▶ _TASK STATEMENT_:
Every line in the records below between the one holding "let start = Utc.with_ymd_and_hms(2024, 3, 1, 0, 0, 0).unwrap();" and the one holding "assert_eq!(window.rows()[0][0], 25.0);", inclusive, is to be set down exactly; all other lines are to be left out.

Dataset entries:
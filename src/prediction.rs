use crate::config::TradingRules;
use crate::error::{EngineError, EngineResult};
use crate::models::{EnrichedBar, IndicatorSnapshot, Prediction, TradeAction};
use chrono::{DateTime, Utc};
use log::info;
use serde::Deserialize;
use std::path::Path;
use uuid::Uuid;

pub const SEQUENCE_LENGTH: usize = 30;
pub const FEATURE_COUNT: usize = 11;
pub const FEATURE_COLUMNS: [&str; FEATURE_COUNT] = [
    "open",
    "high",
    "low",
    "close",
    "volume",
    "RSI",
    "MACD",
    "ATR",
    "Kalman_Filter",
    "Fib_0.618",
    "Cycle_Strength",
];
const MODEL_BLEND: f64 = 0.7;
const SENTIMENT_BLEND: f64 = 0.3;

pub type FeatureRow = [f64; FEATURE_COUNT];

/// The most recent `SEQUENCE_LENGTH` bars, oldest first, as feature rows.
#[derive(Debug, Clone, PartialEq)]
pub struct FeatureWindow {
    rows: Vec<FeatureRow>,
}

impl FeatureWindow {
    pub fn from_enriched(bars: &[EnrichedBar]) -> EngineResult<Self> {
        if bars.len() < SEQUENCE_LENGTH {
            return Err(EngineError::InsufficientWindow {
                required: SEQUENCE_LENGTH,
                actual: bars.len(),
            });
        }
        let rows = bars[bars.len() - SEQUENCE_LENGTH..]
            .iter()
            .map(feature_row)
            .collect();
        Ok(Self { rows })
    }

    pub fn rows(&self) -> &[FeatureRow] {
        &self.rows
    }

    pub fn column_means(&self) -> FeatureRow {
        let mut means = [0.0; FEATURE_COUNT];
        for row in &self.rows {
            for (mean, value) in means.iter_mut().zip(row.iter()) {
                *mean += value;
            }
        }
        for mean in means.iter_mut() {
            *mean /= self.rows.len() as f64;
        }
        means
    }
}

fn feature_row(enriched: &EnrichedBar) -> FeatureRow {
    let bar = &enriched.bar;
    let set = &enriched.indicators;
    [
        bar.open,
        bar.high,
        bar.low,
        bar.close,
        bar.volume,
        set.rsi,
        set.macd,
        set.atr,
        set.kalman_filter,
        set.fib_0618,
        set.cycle_strength,
    ]
}

/// Opaque price-movement model: feature window in, probability-like signal out.
pub trait Scorer: Send + Sync {
    fn score(&self, window: &FeatureWindow) -> EngineResult<f64>;
}

impl<F> Scorer for F
where
    F: Fn(&FeatureWindow) -> EngineResult<f64> + Send + Sync,
{
    fn score(&self, window: &FeatureWindow) -> EngineResult<f64> {
        self(window)
    }
}

/// Opaque text sentiment model returning a score in [-1, 1].
pub trait SentimentScorer: Send + Sync {
    fn score_text(&self, text: &str) -> EngineResult<f64>;
}

impl<F> SentimentScorer for F
where
    F: Fn(&str) -> EngineResult<f64> + Send + Sync,
{
    fn score_text(&self, text: &str) -> EngineResult<f64> {
        self(text)
    }
}

/// Rescales a sentiment score from [-1, 1] to [0, 1].
pub fn sentiment_weight(sentiment_score: f64) -> f64 {
    (sentiment_score.clamp(-1.0, 1.0) + 1.0) / 2.0
}

/// Blends the model signal over the latest feature window with sentiment.
pub fn predict<S: Scorer + ?Sized>(
    bars: &[EnrichedBar],
    sentiment_score: f64,
    scorer: &S,
) -> EngineResult<f64> {
    let window = FeatureWindow::from_enriched(bars)?;
    let model_signal = scorer.score(&window)?;
    if !model_signal.is_finite() {
        return Err(EngineError::Permanent(format!(
            "scorer returned a non-finite signal ({})",
            model_signal
        )));
    }
    let blended = model_signal * MODEL_BLEND + sentiment_weight(sentiment_score) * SENTIMENT_BLEND;
    Ok(blended.clamp(0.0, 1.0))
}

/// Confidence in percent: how far the signal sits from the neutral 0.5.
pub fn confidence(signal: f64) -> f64 {
    (((signal - 0.5) * 200.0 * 10.0).round() / 10.0).abs()
}

pub fn indicator_snapshot(latest: &EnrichedBar) -> IndicatorSnapshot {
    let close = latest.bar.close;
    let set = &latest.indicators;
    IndicatorSnapshot {
        trend: if set.ma_50 > set.ma_200 { "Bullish" } else { "Bearish" }.to_string(),
        momentum: if set.macd > set.macd_signal { "Strong" } else { "Weak" }.to_string(),
        volatility: if close > set.upper_band { "High" } else { "Low" }.to_string(),
        fibonacci: if close > set.fib_0618 { "Support" } else { "Resistance" }.to_string(),
        cycles: format!("{:.2}", set.cycle_strength),
        rsi: format!("{:.1}", set.rsi),
        atr: format!("{:.2}", set.atr),
    }
}

pub fn build_prediction(
    symbol: &str,
    latest: &EnrichedBar,
    signal: f64,
    sentiment_score: f64,
    rules: &TradingRules,
    timestamp: DateTime<Utc>,
) -> Prediction {
    Prediction {
        id: Uuid::new_v4(),
        symbol: symbol.to_string(),
        timestamp,
        action: TradeAction::from_prediction(signal, rules),
        confidence: confidence(signal),
        price: latest.bar.close,
        sentiment_score: (sentiment_score * 100.0).round() / 100.0,
        signal,
        indicators: indicator_snapshot(latest),
    }
}

pub fn log_prediction(prediction: &Prediction) {
    let snapshot = &prediction.indicators;
    info!(
        "\n=== TRADING RECOMMENDATION ===\n\
         SYMBOL:            {}\n\
         TIME:              {}\n\
         PRICE:             {:.2}\n\
         ACTION:            {} (Confidence: {}%)\n\
         NEWS SENTIMENT:    {:.2}\n\
         TECHNICAL INDICATORS:\n\
         {:<15}: {}\n{:<15}: {}\n{:<15}: {}\n{:<15}: {}\n{:<15}: {}\n{:<15}: {}\n{:<15}: {}\n\
         ==================================================",
        prediction.symbol,
        prediction.timestamp.format("%Y-%m-%d %H:%M:%S"),
        prediction.price,
        prediction.action.as_str(),
        prediction.confidence,
        prediction.sentiment_score,
        "TREND",
        snapshot.trend,
        "MOMENTUM",
        snapshot.momentum,
        "VOLATILITY",
        snapshot.volatility,
        "FIBONACCI",
        snapshot.fibonacci,
        "CYCLES",
        snapshot.cycles,
        "RSI",
        snapshot.rsi,
        "ATR",
        snapshot.atr,
    );
}

const POSITIVE_TERMS: &[&str] = &[
    "beat", "beats", "bullish", "gain", "gains", "growth", "higher", "jump", "jumps", "outperform",
    "profit", "rally", "rallies", "record", "rebound", "rise", "rises", "soar", "soars", "strong",
    "surge", "surges", "upgrade", "upgraded",
];
const NEGATIVE_TERMS: &[&str] = &[
    "bearish", "crash", "cut", "cuts", "decline", "declines", "downgrade", "downgraded", "drop",
    "drops", "fall", "falls", "fear", "fears", "lawsuit", "loss", "losses", "lower", "miss",
    "misses", "plunge", "plunges", "recall", "slump", "weak",
];

/// Word-count sentiment: (positive - negative) / (positive + negative).
#[derive(Debug, Clone, Copy, Default)]
pub struct LexiconSentimentScorer;

impl SentimentScorer for LexiconSentimentScorer {
    fn score_text(&self, text: &str) -> EngineResult<f64> {
        let (mut positive, mut negative) = (0usize, 0usize);
        for word in text
            .split(|c: char| !c.is_alphanumeric())
            .filter(|word| !word.is_empty())
        {
            let word = word.to_lowercase();
            if POSITIVE_TERMS.contains(&word.as_str()) {
                positive += 1;
            } else if NEGATIVE_TERMS.contains(&word.as_str()) {
                negative += 1;
            }
        }
        let total = positive + negative;
        if total == 0 {
            return Ok(0.0);
        }
        Ok((positive as f64 - negative as f64) / total as f64)
    }
}

#[derive(Debug, Deserialize)]
struct LinearModelFile {
    weights: Vec<f64>,
    #[serde(default)]
    bias: f64,
}

/// Logistic model over the window's per-column means, loaded from a JSON
/// file of the form `{"weights": [11 numbers], "bias": 0.0}`.
#[derive(Debug, Clone, PartialEq)]
pub struct LinearScorer {
    weights: FeatureRow,
    bias: f64,
}

impl LinearScorer {
    pub fn new(weights: FeatureRow, bias: f64) -> Self {
        Self { weights, bias }
    }

    pub fn load(path: &Path) -> EngineResult<Self> {
        let text = std::fs::read_to_string(path).map_err(|err| {
            EngineError::ModelUnavailable(format!("cannot read {}: {}", path.display(), err))
        })?;
        Self::from_json(&text)
            .map_err(|err| EngineError::ModelUnavailable(format!("{}: {}", path.display(), err)))
    }

    pub fn from_json(text: &str) -> Result<Self, String> {
        let parsed: LinearModelFile =
            serde_json::from_str(text).map_err(|err| format!("invalid model file: {}", err))?;
        let weights: FeatureRow = parsed.weights.as_slice().try_into().map_err(|_| {
            format!(
                "expected {} weights, found {}",
                FEATURE_COUNT,
                parsed.weights.len()
            )
        })?;
        if !parsed.bias.is_finite() || weights.iter().any(|w| !w.is_finite()) {
            return Err("model parameters must be finite".to_string());
        }
        Ok(Self::new(weights, parsed.bias))
    }
}

impl Scorer for LinearScorer {
    fn score(&self, window: &FeatureWindow) -> EngineResult<f64> {
        let means = window.column_means();
        let logit = self.bias
            + self
                .weights
                .iter()
                .zip(means.iter())
                .map(|(weight, value)| weight * value)
                .sum::<f64>();
        Ok(1.0 / (1.0 + (-logit).exp()))
    }
}

#[cfg(test)]
mod tests {
    use super::*;
    use crate::models::{Bar, IndicatorSet};
    use chrono::{Duration, TimeZone};

    fn enriched(n: usize) -> Vec<EnrichedBar> {
        let start = Utc.with_ymd_and_hms(2024, 3, 1, 0, 0, 0).unwrap();
        (0..n)
            .map(|i| EnrichedBar {
                bar: Bar {
                    timestamp: start + Duration::minutes(i as i64),
                    open: 10.0 + i as f64,
                    high: 11.0 + i as f64,
                    low: 9.0 + i as f64,
                    close: 10.5 + i as f64,
                    volume: 100.0,
                },
                indicators: IndicatorSet {
                    rsi: 55.0,
                    macd: 0.2,
                    macd_signal: 0.1,
                    ma_50: 12.0,
                    ma_200: 11.0,
                    upper_band: 100.0,
                    fib_0618: 5.0,
                    cycle_strength: 3.14159,
                    atr: 1.234,
                    ..IndicatorSet::default()
                },
            })
            .collect()
    }

    #[test]
    fn window_takes_latest_thirty_rows_in_column_order() {
        let bars = enriched(45);
        let window = FeatureWindow::from_enriched(&bars).unwrap();
        assert_eq!(window.rows().len(), SEQUENCE_LENGTH);
        assert_eq!(window.rows()[0][0], 25.0);
        assert_eq!(window.rows()[29][3], 10.5 + 44.0);
        assert_eq!(window.rows()[29][5], 55.0);
        assert_eq!(window.rows()[29][10], 3.14159);
    }

    #[test]
    fn short_window_is_rejected() {
        let scorer = |_: &FeatureWindow| -> EngineResult<f64> { Ok(0.5) };
        let err = predict(&enriched(29), 0.0, &scorer).unwrap_err();
        assert!(matches!(
            err,
            EngineError::InsufficientWindow {
                required: 30,
                actual: 29
            }
        ));
    }

    #[test]
    fn blends_model_signal_with_sentiment_weight() {
        let scorer = |_: &FeatureWindow| -> EngineResult<f64> { Ok(0.8) };
        let bars = enriched(30);
        let neutral = predict(&bars, 0.0, &scorer).unwrap();
        assert!((neutral - (0.8 * 0.7 + 0.5 * 0.3)).abs() < 1e-12);
        let bullish = predict(&bars, 1.0, &scorer).unwrap();
        assert!((bullish - (0.8 * 0.7 + 0.3)).abs() < 1e-12);
        let bearish = predict(&bars, -1.0, &scorer).unwrap();
        assert!((bearish - 0.8 * 0.7).abs() < 1e-12);
    }

    #[test]
    fn scorer_failures_propagate() {
        let scorer = |_: &FeatureWindow| -> EngineResult<f64> {
            Err(EngineError::ModelUnavailable("weights missing".into()))
        };
        assert!(matches!(
            predict(&enriched(30), 0.0, &scorer),
            Err(EngineError::ModelUnavailable(_))
        ));
    }

    #[test]
    fn recommendation_reflects_signal_and_indicators() {
        let bars = enriched(30);
        let latest = bars.last().unwrap();
        let now = Utc.with_ymd_and_hms(2024, 3, 2, 15, 30, 0).unwrap();
        let prediction =
            build_prediction("AAPL", latest, 0.6234, 0.456, &TradingRules::default(), now);
        assert_eq!(prediction.action, TradeAction::Buy);
        assert!((prediction.confidence - 24.7).abs() < 1e-9);
        assert!((prediction.sentiment_score - 0.46).abs() < 1e-9);
        assert_eq!(prediction.price, latest.bar.close);
        assert_eq!(prediction.indicators.trend, "Bullish");
        assert_eq!(prediction.indicators.momentum, "Strong");
        assert_eq!(prediction.indicators.volatility, "Low");
        assert_eq!(prediction.indicators.fibonacci, "Support");
        assert_eq!(prediction.indicators.cycles, "3.14");
        assert_eq!(prediction.indicators.rsi, "55.0");
        assert_eq!(prediction.indicators.atr, "1.23");

        let hold = build_prediction("AAPL", latest, 0.5, 0.0, &TradingRules::default(), now);
        assert_eq!(hold.action, TradeAction::Hold);
        assert_eq!(hold.confidence, 0.0);
        let sell = build_prediction("AAPL", latest, 0.3, 0.0, &TradingRules::default(), now);
        assert_eq!(sell.action, TradeAction::Sell);
        assert!((sell.confidence - 40.0).abs() < 1e-9);
    }

    #[test]
    fn linear_scorer_parses_and_scores() {
        let scorer = LinearScorer::from_json(
            r#"{"weights": [0,0,0,0,0,0,0,0,0,0,0], "bias": 0.0}"#,
        )
        .unwrap();
        let window = FeatureWindow::from_enriched(&enriched(30)).unwrap();
        assert!((scorer.score(&window).unwrap() - 0.5).abs() < 1e-12);

        let err = LinearScorer::from_json(r#"{"weights": [1, 2]}"#).unwrap_err();
        assert!(err.contains("expected 11 weights"));
    }

    #[test]
    fn lexicon_scorer_balances_terms() {
        let scorer = LexiconSentimentScorer;
        assert_eq!(scorer.score_text("Shares surge to record high").unwrap(), 1.0);
        assert_eq!(scorer.score_text("Stock plunges after earnings miss").unwrap(), -1.0);
        assert_eq!(scorer.score_text("Profit rises, but fears of a recall").unwrap(), 0.0);
        assert_eq!(scorer.score_text("Company holds annual meeting").unwrap(), 0.0);
    }

    #[test]
    fn missing_model_file_is_model_unavailable() {
        let err = LinearScorer::load(Path::new("/nonexistent/model.json")).unwrap_err();
        assert!(matches!(err, EngineError::ModelUnavailable(_)));
    }
}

▶ _RESULT_:
        let start = Utc.with_ymd_and_hms(2024, 3, 1, 0, 0, 0).unwrap();
        (0..n)
            .map(|i| EnrichedBar {
                bar: Bar {
                    timestamp: start + Duration::minutes(i as i64),
                    open: 10.0 + i as f64,
                    high: 11.0 + i as f64,
                    low: 9.0 + i as f64,
                    close: 10.5 + i as f64,
                    volume: 100.0,
                },
                indicators: IndicatorSet {
                    rsi: 55.0,
                    macd: 0.2,
                    macd_signal: 0.1,
                    ma_50: 12.0,
                    ma_200: 11.0,
                    upper_band: 100.0,
                    fib_0618: 5.0,
                    cycle_strength: 3.14159,
                    atr: 1.234,
                    ..IndicatorSet::default()
                },
            })
            .collect()
    }

    #[test]
    fn window_takes_latest_thirty_rows_in_column_order() {
        let bars = enriched(45);
        let window = FeatureWindow::from_enriched(&bars).unwrap();
        assert_eq!(window.rows().len(), SEQUENCE_LENGTH);
        assert_eq!(window.rows()[0][0], 25.0);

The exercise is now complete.